Second, our reports enable suppliers to tailor products to specific soil types. They can build products based on what is most appropriate for the soil, which helps the farmers grow healthier crops that yield higher growth. It is also good for the long-term health of the land.
By running genomics through our platform, they can select new microbes and deliver a new product up to six times faster than before. Also, our tests also show which biologicals will be most effective given each farm’s conditions.
Leo Leung: Before diving in, tell me more about the Brazil market?

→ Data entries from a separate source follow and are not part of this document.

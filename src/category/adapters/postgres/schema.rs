//! Diesel schema for category persistence.

diesel::table! {
    /// Category records with palette-assigned colours.
    categories (id) {
        /// Store-assigned category identifier.
        id -> BigInt,
        /// Display name.
        #[max_length = 255]
        name -> Varchar,
        /// Optional free-text description.
        description -> Nullable<Text>,
        /// Palette colour in `#RRGGBB` form.
        #[max_length = 7]
        color -> Varchar,
        /// Creation timestamp.
        created_at -> Timestamptz,
    }
}
//! Taskdeck: task and category management core.
//!
//! This crate provides the domain model, persistence ports, storage
//! adapters, and application services for a small task manager: tasks with a
//! lifecycle status, optional due date, and an optional category reference,
//! plus categories carrying a palette-assigned colour. List operations
//! share a common pagination/search/sort engine.
//!
//! # Architecture
//!
//! Taskdeck follows hexagonal architecture principles:
//!
//! - **Domain**: Pure business logic with no infrastructure dependencies
//! - **Ports**: Abstract trait interfaces for external interactions
//! - **Adapters**: Concrete implementations of ports (in-memory, `PostgreSQL`)
//!
//! HTTP transport and response envelopes are deliberately out of scope;
//! services expose the operations a handler layer would bind to.
//!
//! # Modules
//!
//! - [`task`]: Task CRUD, status lifecycle, and filtered listing
//! - [`category`]: Category CRUD with palette-constrained colours
//! - [`listing`]: Shared pagination, search, and sort primitives
//! - [`patch`]: Tagged optional values for sparse updates
//! - [`config`]: Environment-driven database configuration

pub mod category;
pub mod config;
pub mod listing;
pub mod patch;
pub mod task;

#[cfg(test)]
pub(crate) mod testing;
//! Application services for category orchestration.

mod categories;

pub use categories::{
    CategoryService, CategoryServiceError, CategoryServiceResult, CreateCategoryRequest,
};
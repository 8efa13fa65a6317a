//! Shared pagination, search, and sort primitives for list operations.
//!
//! Both entity slices drive their list endpoints through the same engine:
//! a validated pagination window, an allow-listed sort key with direction,
//! and a case-sensitive substring search. Sort keys are per-entity enums so
//! an unknown field name is unrepresentable once parsed; this module owns
//! the pieces that do not depend on the entity shape.

use serde::{Deserialize, Serialize};
use thiserror::Error;

/// Errors produced while constructing list queries.
#[derive(Debug, Clone, Error, PartialEq, Eq)]
pub enum ListingError {
    /// Page or page size was below the minimum of 1.
    #[error("page and page_size must both be at least 1 (got page={page}, page_size={page_size})")]
    InvalidPagination {
        /// Requested page number.
        page: u32,
        /// Requested page size.
        page_size: u32,
    },

    /// The sort field is not in the entity's allow-list.
    #[error("invalid sort_by: {0}")]
    UnknownSortKey(String),

    /// The sort direction is neither `asc` nor `desc`.
    #[error("invalid sort_order: {0}")]
    UnknownSortDirection(String),
}

/// Direction applied to a sort key.
#[derive(Debug, Clone, Copy, Default, PartialEq, Eq, Hash, Serialize, Deserialize)]
#[serde(rename_all = "lowercase")]
pub enum SortDirection {
    /// Smallest value first.
    Asc,
    /// Largest value first.
    #[default]
    Desc,
}

impl SortDirection {
    /// Returns the canonical query-string representation.
    #[must_use]
    pub const fn as_str(self) -> &'static str {
        match self {
            Self::Asc => "asc",
            Self::Desc => "desc",
        }
    }
}

impl TryFrom<&str> for SortDirection {
    type Error = ListingError;

    fn try_from(value: &str) -> Result<Self, Self::Error> {
        match value {
            "asc" => Ok(Self::Asc),
            "desc" => Ok(Self::Desc),
            _ => Err(ListingError::UnknownSortDirection(value.to_owned())),
        }
    }
}

/// A resolved sort: an allow-listed key plus a direction.
#[derive(Debug, Clone, Copy, Default, PartialEq, Eq)]
pub struct Sort<K> {
    /// Entity-specific sort key.
    pub key: K,
    /// Sort direction.
    pub direction: SortDirection,
}

impl<K: Default> Sort<K> {
    /// Resolves caller-supplied sort parameters.
    ///
    /// The explicit sort applies only when both key and direction were
    /// given; otherwise the entity default (newest first) is used.
    #[must_use]
    pub fn resolve(key: Option<K>, direction: Option<SortDirection>) -> Self {
        match (key, direction) {
            (Some(key), Some(direction)) => Self { key, direction },
            _ => Self::default(),
        }
    }
}

/// A validated pagination window.
#[derive(Debug, Clone, Copy, PartialEq, Eq, Serialize, Deserialize)]
pub struct Pagination {
    page: u32,
    page_size: u32,
}

impl Pagination {
    /// Creates a pagination window.
    ///
    /// # Errors
    ///
    /// Returns [`ListingError::InvalidPagination`] when either value is 0.
    pub const fn new(page: u32, page_size: u32) -> Result<Self, ListingError> {
        if page == 0 || page_size == 0 {
            return Err(ListingError::InvalidPagination { page, page_size });
        }
        Ok(Self { page, page_size })
    }

    /// Returns the 1-based page number.
    #[must_use]
    pub const fn page(self) -> u32 {
        self.page
    }

    /// Returns the number of entries per page.
    #[must_use]
    pub const fn page_size(self) -> u32 {
        self.page_size
    }

    /// Returns the number of entries preceding this window.
    #[must_use]
    pub fn offset(self) -> u64 {
        (u64::from(self.page) - 1) * u64::from(self.page_size)
    }
}

/// Pagination metadata accompanying a page of list results.
#[derive(Debug, Clone, Copy, PartialEq, Eq, Serialize, Deserialize)]
pub struct PageMeta {
    /// Total number of entities matching the filter, across all pages.
    pub total: u64,
    /// Page number the results belong to.
    pub page: u32,
    /// Size of the returned window.
    pub page_size: u64,
    /// Total number of pages at this page size.
    pub total_pages: u64,
}

impl PageMeta {
    /// Derives metadata from a match total and the requested window.
    ///
    /// An unpaginated query reports the whole result set as a single page.
    #[must_use]
    pub fn new(total: u64, pagination: Option<Pagination>) -> Self {
        match pagination {
            Some(window) => Self {
                total,
                page: window.page(),
                page_size: u64::from(window.page_size()),
                total_pages: total.div_ceil(u64::from(window.page_size())),
            },
            None => Self {
                total,
                page: 1,
                page_size: total,
                total_pages: if total == 0 { 0 } else { 1 },
            },
        }
    }
}

/// Applies a pagination window to an already filtered, sorted sequence.
///
/// Used by the in-memory adapters; the `PostgreSQL` adapters translate the
/// window into `OFFSET`/`LIMIT` instead.
#[must_use]
pub fn paginate<T>(items: Vec<T>, pagination: Option<Pagination>) -> Vec<T> {
    match pagination {
        None => items,
        Some(window) => items
            .into_iter()
            .skip(usize::try_from(window.offset()).unwrap_or(usize::MAX))
            .take(usize::try_from(window.page_size()).unwrap_or(usize::MAX))
            .collect(),
    }
}

/// Escapes a search term for use as a SQL `LIKE` substring pattern.
///
/// The term itself must match literally, so `LIKE` metacharacters are
/// escaped before the surrounding `%` wildcards are added.
#[must_use]
pub fn like_pattern(search: &str) -> String {
    let mut pattern = String::with_capacity(search.len() + 2);
    pattern.push('%');
    for ch in search.chars() {
        if matches!(ch, '%' | '_' | '\\') {
            pattern.push('\\');
        }
        pattern.push(ch);
    }
    pattern.push('%');
    pattern
}

#[cfg(test)]
mod tests;
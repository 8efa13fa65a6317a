//! Repository port for task persistence, lookup, and listing.

use crate::task::domain::{NewTask, Task, TaskId, TaskQuery};
use async_trait::async_trait;
use std::sync::Arc;
use thiserror::Error;

/// Result type for task repository operations.
pub type TaskRepositoryResult<T> = Result<T, TaskRepositoryError>;

/// Task persistence contract.
#[async_trait]
pub trait TaskRepository: Send + Sync {
    /// Stores a new task and returns it with its assigned identifier.
    ///
    /// # Errors
    ///
    /// Returns [`TaskRepositoryError::Persistence`] when the store rejects
    /// the write.
    async fn save(&self, task: &NewTask) -> TaskRepositoryResult<Task>;

    /// Finds a task by identifier.
    ///
    /// Returns `None` when the task does not exist.
    async fn find_by_id(&self, id: TaskId) -> TaskRepositoryResult<Option<Task>>;

    /// Returns the page of tasks matching the query plus the total match
    /// count across all pages.
    async fn find_by_query(&self, query: &TaskQuery) -> TaskRepositoryResult<(Vec<Task>, u64)>;

    /// Persists changes to an existing task, whole-entity.
    ///
    /// # Errors
    ///
    /// Returns [`TaskRepositoryError::NotFound`] when the task does not
    /// exist.
    async fn update(&self, task: &Task) -> TaskRepositoryResult<Task>;

    /// Deletes a task by identifier.
    ///
    /// # Errors
    ///
    /// Returns [`TaskRepositoryError::NotFound`] when no stored task
    /// matched the identifier.
    async fn delete(&self, id: TaskId) -> TaskRepositoryResult<()>;
}

/// Errors returned by task repository implementations.
#[derive(Debug, Clone, Error)]
pub enum TaskRepositoryError {
    /// The task was not found.
    #[error("task not found: {0}")]
    NotFound(TaskId),

    /// Persistence-layer failure.
    #[error("persistence error: {0}")]
    Persistence(Arc<dyn std::error::Error + Send + Sync>),
}

impl TaskRepositoryError {
    /// Wraps a persistence error.
    pub fn persistence(err: impl std::error::Error + Send + Sync + 'static) -> Self {
        Self::Persistence(Arc::new(err))
    }
}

Rafael Silva-Rocha: Agribusiness is one of the largest industries in Brazil, currently representing more than 20% of GDP and one-third of employment. Farmers are trying to reduce the amount of chemicals they use as they lead to soil degradation and impact plant growth. Switching from chemicals to biologicals—derived from naturally occurring materials—has the opposite effect, because it enhances soil fertility and promotes healthy development for a more sustainable and long-term solution, while also decreasing their carbon footprint. Our tests can show which biologicals will be more effective for their conditions. However, they can be trickier because it isn’t a broad-based approach and requires a farm to know the biological condition beforehand to correctly map to what products they use.
Leo Leung: What challenges do you see in terms of infrastructure or cloud services?
Rafael Silva-Rocha: The unfortunate side of working with AI and GPUs is that there are sometimes shortages—companies often compete for cloud resources. With Oracle it only takes 24 hours to release orders for new computing resources while with other cloud providers it can take a week. This speed is essential for delivering projects at the speed demanded by the customer. Additionally, Oracle offers superior price performance compared to other cloud vendors.
We decided to mix local and cloud. We generate the data and do the processing immediately; it reduces complexity and puts a lot of GPU computation there. And then we continue in the cloud. Having a hybrid infrastructure is okay for this stage, but more difficult to manage.
Leo Leung: I believe that you are using AI Infrastructure and HPC Compute. Can you share more?
Rafael Silva-Rocha: In the lab, the type of genomic sequence data in the machine gets data from an electrical signal, not the classical ATGC sequence. We convert the noisy electrical signal into a DNA sequence into text. To do that, we have models trained by specialized companies, and we must run them on GPUs. I may get 30GB of data for a small farm, and I must compress that 10x coming from this very noisy signal into a DNA sequence like text. We then upload that to the cloud and run the pipeline to convert the mix of sequencing into structured data, where we can see which kind of microbes we have and the relative abundance.
The first part is on GPUs in the lab right now, and then the final turn runs in the cloud on an Oracle HeatWave database. That second part, which is also high-performance computing, is done with CPUs on the cloud.
Leo Leung: What other OCI products are you using?
Rafael Silva-Rocha: We are starting to play with the Oracle HeatWave database and should expand usage shortly. Now, we must integrate this data in a more accessible and scalable way. And then, we must train new models to make predictions because, at the end of the day, our clients don’t want a report, they want a decision: “Okay, this is the picture of my land. What should I do? And if I do that, how much more can I gain in productivity?”
Leo Leung: Did you develop applications on OCI?
Rafael Silva-Rocha: It’s entirely OCI. We have one app that is an automatic proposal generator that lets users calculate samples. Another is a lab information management app that provides the infrastructure to track and process samples.